§ AIM OF THE TASK
Note how many lines in the material have "ConnectionConfig", and give only that figure.

§ PROVIDED RECORDS
------

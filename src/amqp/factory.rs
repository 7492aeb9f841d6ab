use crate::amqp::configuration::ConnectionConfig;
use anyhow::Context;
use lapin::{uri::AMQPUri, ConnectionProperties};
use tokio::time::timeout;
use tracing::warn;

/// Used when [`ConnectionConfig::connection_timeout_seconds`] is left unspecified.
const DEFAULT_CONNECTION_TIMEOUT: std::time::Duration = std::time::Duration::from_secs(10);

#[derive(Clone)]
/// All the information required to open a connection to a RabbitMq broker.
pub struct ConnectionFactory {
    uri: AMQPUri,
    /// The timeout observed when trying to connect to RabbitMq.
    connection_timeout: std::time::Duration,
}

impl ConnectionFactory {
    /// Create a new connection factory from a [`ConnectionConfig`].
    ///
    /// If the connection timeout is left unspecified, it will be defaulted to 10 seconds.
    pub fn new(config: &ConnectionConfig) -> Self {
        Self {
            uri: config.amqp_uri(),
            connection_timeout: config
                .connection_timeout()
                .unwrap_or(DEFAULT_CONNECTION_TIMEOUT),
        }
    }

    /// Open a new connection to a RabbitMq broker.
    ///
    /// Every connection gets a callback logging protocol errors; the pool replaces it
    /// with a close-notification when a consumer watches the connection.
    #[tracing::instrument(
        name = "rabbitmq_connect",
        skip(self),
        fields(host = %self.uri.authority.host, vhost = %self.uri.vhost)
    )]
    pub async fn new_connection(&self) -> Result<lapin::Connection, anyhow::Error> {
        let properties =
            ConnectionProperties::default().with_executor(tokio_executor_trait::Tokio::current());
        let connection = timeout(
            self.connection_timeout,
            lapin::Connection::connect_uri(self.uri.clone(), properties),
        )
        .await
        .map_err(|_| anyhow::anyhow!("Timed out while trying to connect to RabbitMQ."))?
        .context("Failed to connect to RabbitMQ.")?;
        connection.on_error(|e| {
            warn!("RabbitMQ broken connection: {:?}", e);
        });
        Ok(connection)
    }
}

------

§ EXPECTED OUTPUT
4